The Notting Hill Carnival was born out of race riots and murder way back in the sixties. A new movie about the UK’s bad boy of festivals takes a look through the eyes of a young British woman as she heads down the road in costume to find out the truth about the famous 4-day annual August fete.
A People's Art – The Genesis of Freedom is a documentary by England’s Tony Oldham. The hour-long film will make its Canadian debut this fall as part of the CaribbeanTales Film Festival here in Toronto.
Ayesha Casely-Hayford is glad she didn’t listen to her mother’s advice to stay away from Notting Hill. No, the young British/Ghanaian actress and lawyer now says that she is the better person for buying a modest mas outfit and jumping up both at a chocolate throwing J’ouvert party and the grand parade through the ancient streets of London (the Notting Hill area is near Kensington).
She is the host and narrator who take a personal journey to lime with the people who play pan, sing Calypso and make Mas in England. Along this happy road she discover the history, the meaning and origins of the festival that many in her country just don’t like.
At least a year older and a whole lot bigger than the Toronto Caribbean Carnival, Notting Hill continues to be the rite of passage for England’s Caribbean community. It is also the bane of existence for police and public officials and a favourite target of the British press.
The annual festival was born out of conflict back in 1969 when the first A Caribbean Carnival was held indoors. It was in response to widespread race riots (dubbed the Notting Hill Race Riots) in which 108 people were charged.
In 1966 the first outdoor walkabout was held in Notting Hill with neighbourhood children and a steel band taking to the streets. This small unity event has now grown to become a mammoth street parade, that now attracts anywhere from a million to two and half million spectators (organizers are very vague on their exact attendance numbers).
We see a costumed party that winds through car-lined roads and past small city parks. There are few fences to be seen. revelers and spectators mingle on the road, while an army of “Bobbies” watch on. Somehow it all works out.
Ayesha finds it a festival of love, friendship and family. Others do not. British press, politicians, police and local residents consider it an event of conflict, something that should be moved out of the city or banned outright.
We learn as the cameras roll yes there have been acts of violence during the carnival. Bu, says the movie, the actual statistics show that given the size of the crowd, the percentage of criminal acts is much smaller than many other well-known annual UK festivals. The bad press is blamed on bias and racism.
What makes this movie stand out is the Cinema verite cinematography.
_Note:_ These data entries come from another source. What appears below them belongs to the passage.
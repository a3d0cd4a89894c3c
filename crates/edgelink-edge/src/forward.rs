//! HTTP forwarding through the tunnel

use crate::server::EdgeState;
use crate::session::ResolvedTenant;
use axum::{
    body::{to_bytes, Body as AxumBody},
    extract::{Request, State},
    http::{header, HeaderMap, HeaderName, HeaderValue, StatusCode},
    response::{IntoResponse, Response},
    Extension,
};
use bytes::Bytes;
use edgelink_proto::headers::{append_header, header_value, is_hop_by_hop};
use edgelink_proto::{Body, ForwardedHttpRequest, ForwardedHttpResponse, Headers};
use std::collections::HashMap;
use std::sync::Arc;
use tracing::{debug, warn};
use uuid::Uuid;

/// Handler for every authorized public HTTP request
pub async fn http_ingress(
    State(state): State<Arc<EdgeState>>,
    Extension(resolved): Extension<ResolvedTenant>,
    request: Request,
) -> Response {
    forward_http(&state, resolved, request).await
}

/// Forward one request to the tenant's agent and turn its reply into a response
///
/// Failures never escape: an unanswered or undeliverable request becomes an
/// empty 500.
pub async fn forward_http(state: &EdgeState, resolved: ResolvedTenant, request: Request) -> Response {
    let (parts, body) = request.into_parts();

    let declared_length = parts
        .headers
        .get(header::CONTENT_LENGTH)
        .and_then(|value| value.to_str().ok())
        .and_then(|value| value.parse::<usize>().ok());
    if declared_length.is_some_and(|length| length > state.config.max_body_bytes) {
        return StatusCode::PAYLOAD_TOO_LARGE.into_response();
    }

    let bytes = match to_bytes(body, state.config.max_body_bytes).await {
        Ok(bytes) => bytes,
        Err(e) => {
            warn!(tenant = %resolved.tenant, "Failed to read request body: {}", e);
            return StatusCode::PAYLOAD_TOO_LARGE.into_response();
        }
    };

    let headers = collect_headers(&parts.headers);
    let content_type = header_value(&headers, "content-type").map(str::to_string);
    let (path, params) = split_url(&resolved.url);

    if tracing::enabled!(tracing::Level::DEBUG) {
        debug!(
            tenant = %resolved.tenant,
            method = %parts.method,
            url = %resolved.url,
            path = %path,
            params = ?params,
            headers = ?headers,
            body = %describe_body(content_type.as_deref(), &bytes),
            "Forwarding request"
        );
    }

    let forwarded = ForwardedHttpRequest {
        id: Uuid::new_v4(),
        method: parts.method.to_string(),
        url: resolved.url.clone(),
        path,
        params,
        headers,
        body: classify_body(content_type.as_deref(), bytes),
    };
    let correlation_id = forwarded.id;

    match state
        .control
        .forward(&resolved.tenant, forwarded, state.config.request_timeout)
        .await
    {
        Ok(reply) => build_response(reply),
        Err(e) => {
            warn!(
                tenant = %resolved.tenant,
                correlation_id = %correlation_id,
                "Forwarding failed: {}",
                e
            );
            StatusCode::INTERNAL_SERVER_ERROR.into_response()
        }
    }
}

/// Copy request headers into the tunnel representation
pub fn collect_headers(headers: &HeaderMap) -> Headers {
    let mut collected = Headers::new();
    for (name, value) in headers {
        append_header(
            &mut collected,
            name.as_str(),
            String::from_utf8_lossy(value.as_bytes()).into_owned(),
        );
    }
    collected
}

/// Split a stripped url into its path and decoded query parameters
pub fn split_url(url: &str) -> (String, HashMap<String, String>) {
    match url.split_once('?') {
        Some((path, query)) => (
            path.to_string(),
            url::form_urlencoded::parse(query.as_bytes())
                .into_owned()
                .collect(),
        ),
        None => (url.to_string(), HashMap::new()),
    }
}

fn media_type(content_type: Option<&str>) -> String {
    content_type
        .and_then(|value| value.split(';').next())
        .map(|value| value.trim().to_ascii_lowercase())
        .unwrap_or_default()
}

/// Decide how a captured request body travels through the tunnel
///
/// Form bodies are relayed as the exact bytes received so the private service
/// sees them unchanged.
pub fn classify_body(content_type: Option<&str>, bytes: Bytes) -> Body {
    if bytes.is_empty() {
        return Body::Empty;
    }

    let media_type = media_type(content_type);
    let textual = media_type == "application/x-www-form-urlencoded"
        || media_type == "application/json"
        || media_type.ends_with("+json")
        || media_type.starts_with("text/");

    if textual {
        match String::from_utf8(bytes.to_vec()) {
            Ok(text) => return Body::Text(text),
            Err(e) => return Body::Bytes(e.into_bytes()),
        }
    }
    Body::Bytes(bytes.to_vec())
}

/// Human-readable rendering of a body for debug logs
fn describe_body(content_type: Option<&str>, bytes: &[u8]) -> String {
    if bytes.is_empty() {
        return String::new();
    }

    if media_type(content_type) == "application/x-www-form-urlencoded" {
        let fields: HashMap<String, String> =
            url::form_urlencoded::parse(bytes).into_owned().collect();
        return format!("{:?}", fields);
    }

    if bytes.first() == Some(&b'{') {
        if let Ok(value) = serde_json::from_slice::<serde_json::Value>(bytes) {
            return value.to_string();
        }
    }

    String::from_utf8_lossy(bytes).into_owned()
}

/// Turn an agent's reply into the public HTTP response
pub fn build_response(reply: ForwardedHttpResponse) -> Response {
    let status = match reply.status {
        Some(code) => StatusCode::from_u16(code).unwrap_or_else(|_| {
            warn!(correlation_id = %reply.id, status = code, "Agent replied with an invalid status");
            StatusCode::INTERNAL_SERVER_ERROR
        }),
        None => StatusCode::INTERNAL_SERVER_ERROR,
    };

    let mut headers = HeaderMap::new();
    for (name, field) in &reply.headers {
        if is_hop_by_hop(name) || name.eq_ignore_ascii_case("content-length") {
            continue;
        }
        let Ok(header_name) = HeaderName::from_bytes(name.as_bytes()) else {
            warn!(header = %name, "Skipping invalid response header name");
            continue;
        };
        for value in field.values() {
            match HeaderValue::from_str(value) {
                Ok(header_value) => {
                    headers.append(header_name.clone(), header_value);
                }
                Err(_) => warn!(header = %name, "Skipping invalid response header value"),
            }
        }
    }

    let body = match reply.data {
        Body::Empty => AxumBody::empty(),
        Body::Text(text) => AxumBody::from(text),
        Body::Bytes(bytes) => {
            if !headers.contains_key(header::CONTENT_TYPE) {
                warn!(
                    correlation_id = %reply.id,
                    "Binary reply without content-type, defaulting to application/octet-stream"
                );
                headers.insert(
                    header::CONTENT_TYPE,
                    HeaderValue::from_static("application/octet-stream"),
                );
            }
            AxumBody::from(bytes)
        }
        Body::Json(value) => {
            headers
                .entry(header::CONTENT_TYPE)
                .or_insert(HeaderValue::from_static("application/json"));
            AxumBody::from(value.to_string())
        }
    };

    let mut response = Response::new(body);
    *response.status_mut() = status;
    *response.headers_mut() = headers;
    response
}

#[cfg(test)]
mod tests {
    use super::*;
    use edgelink_proto::HeaderField;
    use serde_json::json;

    fn reply(headers: Headers, data: Body) -> ForwardedHttpResponse {
        ForwardedHttpResponse {
            id: Uuid::new_v4(),
            status: Some(200),
            headers,
            data,
        }
    }

    async fn body_bytes(response: Response) -> Bytes {
        to_bytes(response.into_body(), usize::MAX).await.unwrap()
    }

    #[test]
    fn test_classify_form_body_keeps_bytes() {
        let raw = "name=J%C3%B6rg+M&tags=a&tags=b&empty=";
        let body = classify_body(
            Some("application/x-www-form-urlencoded; charset=UTF-8"),
            Bytes::from(raw),
        );
        assert_eq!(body, Body::Text(raw.to_string()));
    }

    #[test]
    fn test_classify_bodies() {
        assert_eq!(classify_body(Some("text/plain"), Bytes::new()), Body::Empty);
        assert_eq!(
            classify_body(Some("application/json"), Bytes::from(r#"{"a":1}"#)),
            Body::Text(r#"{"a":1}"#.to_string())
        );
        assert_eq!(
            classify_body(Some("image/png"), Bytes::from_static(&[0x89, 0x50])),
            Body::Bytes(vec![0x89, 0x50])
        );
        assert_eq!(
            classify_body(Some("text/plain"), Bytes::from_static(&[0xff, 0xfe])),
            Body::Bytes(vec![0xff, 0xfe])
        );
        assert_eq!(
            classify_body(None, Bytes::from("raw")),
            Body::Bytes(b"raw".to_vec())
        );
    }

    #[test]
    fn test_split_url() {
        let (path, params) = split_url("/api/history?filter=light%20on&minimal=1");
        assert_eq!(path, "/api/history");
        assert_eq!(params.get("filter").map(String::as_str), Some("light on"));
        assert_eq!(params.get("minimal").map(String::as_str), Some("1"));

        let (path, params) = split_url("/");
        assert_eq!(path, "/");
        assert!(params.is_empty());
    }

    #[test]
    fn test_describe_body() {
        assert_eq!(
            describe_body(Some("application/x-www-form-urlencoded"), b"a=1"),
            r#"{"a": "1"}"#
        );
        assert_eq!(describe_body(None, br#"{"a": 1}"#), r#"{"a":1}"#);
        assert_eq!(describe_body(None, b"plain"), "plain");
    }

    #[tokio::test]
    async fn test_binary_reply_defaults_content_type() {
        let response = build_response(reply(Headers::new(), Body::Bytes(vec![1, 2, 3])));

        assert_eq!(
            response.headers().get(header::CONTENT_TYPE).unwrap(),
            "application/octet-stream"
        );
        assert_eq!(&body_bytes(response).await[..], &[1, 2, 3]);
    }

    #[tokio::test]
    async fn test_json_reply_is_serialized() {
        let response = build_response(reply(Headers::new(), Body::Json(json!({"state": "on"}))));

        assert_eq!(
            response.headers().get(header::CONTENT_TYPE).unwrap(),
            "application/json"
        );
        assert_eq!(&body_bytes(response).await[..], br#"{"state":"on"}"#);
    }

    #[tokio::test]
    async fn test_reply_headers_are_filtered() {
        let headers = Headers::from([
            ("x-custom".to_string(), HeaderField::from("yes")),
            ("transfer-encoding".to_string(), HeaderField::from("chunked")),
            ("content-length".to_string(), HeaderField::from("999")),
            ("bad header".to_string(), HeaderField::from("x")),
            (
                "set-cookie".to_string(),
                HeaderField::Multiple(vec!["a=1".to_string(), "b=2".to_string()]),
            ),
        ]);
        let response = build_response(reply(headers, Body::Text("ok".to_string())));

        assert_eq!(response.headers().get("x-custom").unwrap(), "yes");
        assert!(response.headers().get("transfer-encoding").is_none());
        assert!(response.headers().get("bad header").is_none());
        assert_eq!(response.headers().get_all("set-cookie").iter().count(), 2);
        assert_eq!(&body_bytes(response).await[..], b"ok");
    }

    #[test]
    fn test_missing_status_is_500() {
        let mut without_status = reply(Headers::new(), Body::Empty);
        without_status.status = None;
        assert_eq!(
            build_response(without_status).status(),
            StatusCode::INTERNAL_SERVER_ERROR
        );
    }
}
The camera does not watch Ayesha from a far. We are up close and personal despite bad weather and a million spectators trying to get in the way of the shots.
“The film crew for all of the carnival footage was just me,” director Tony Oldham told the Caribbean Camera yesterday from his office in London. “There are shots included from essentially three carnivals covering what were Notting Hill's 50th Anniversary celebrations. Essentially I had a four-man crew for the first year, but the rain more or less rendered those sequences not useable. In fact most cameraman on the circuit that year suffered equipment failure.”
“I essentially shot across each year on Friday eve (Calypso), Saturday (Panorama), and then J’ouvert Mas (Sunday) and Carnival Monday.” he continued. “It was quite tough going across the four mile circuit with a lot of back and forth, but I am so familiar with the event that I pursued a sort of priorities in shots I knew I needed.”
Toronto audiences should keep an eye out for Canada’s Macomere Fifi (Tara Woods) who was filmed singing a tribute to the Mighty Sparrow at the English Monarch competition. Oldham didn’t know who she was when he was filming but was so impressed by her performance he made sure she made it into the movie.
Oldham actually had enough good footage to make A People's Art – The Genesis of Freedom into a much longer film. Instead he actually made two films out of what he had.
“ I decided it better to split the film into two; one dealing with more in depth history and the arts: Arts of Conflict, and A Peoples Art, which follows Ayesha’s first experiences,” he continued. “They do compliment each other, but are really different in terms of visual style and tone. Arts of conflict for example is more sombre and a slower paced Arts Type film.”
Arts of Conflict will not be shown at the CaribbeanTales Film Festival. It is already airing on Amazon Prime Video. A Peoples Art gets its International debut in late September at the Trinidad and Tobago Film Festival. It will then be screening at this year’s CaribbeanTales International Film Festival on October 2nd, (available on that date only at the CaribbeanTales Festival website)
“The main thing for this film is to get it out there and be seen by as many people as possible,” said Oldham. “I will make it available online in due course and I am always happy to hear from people who can help with that.”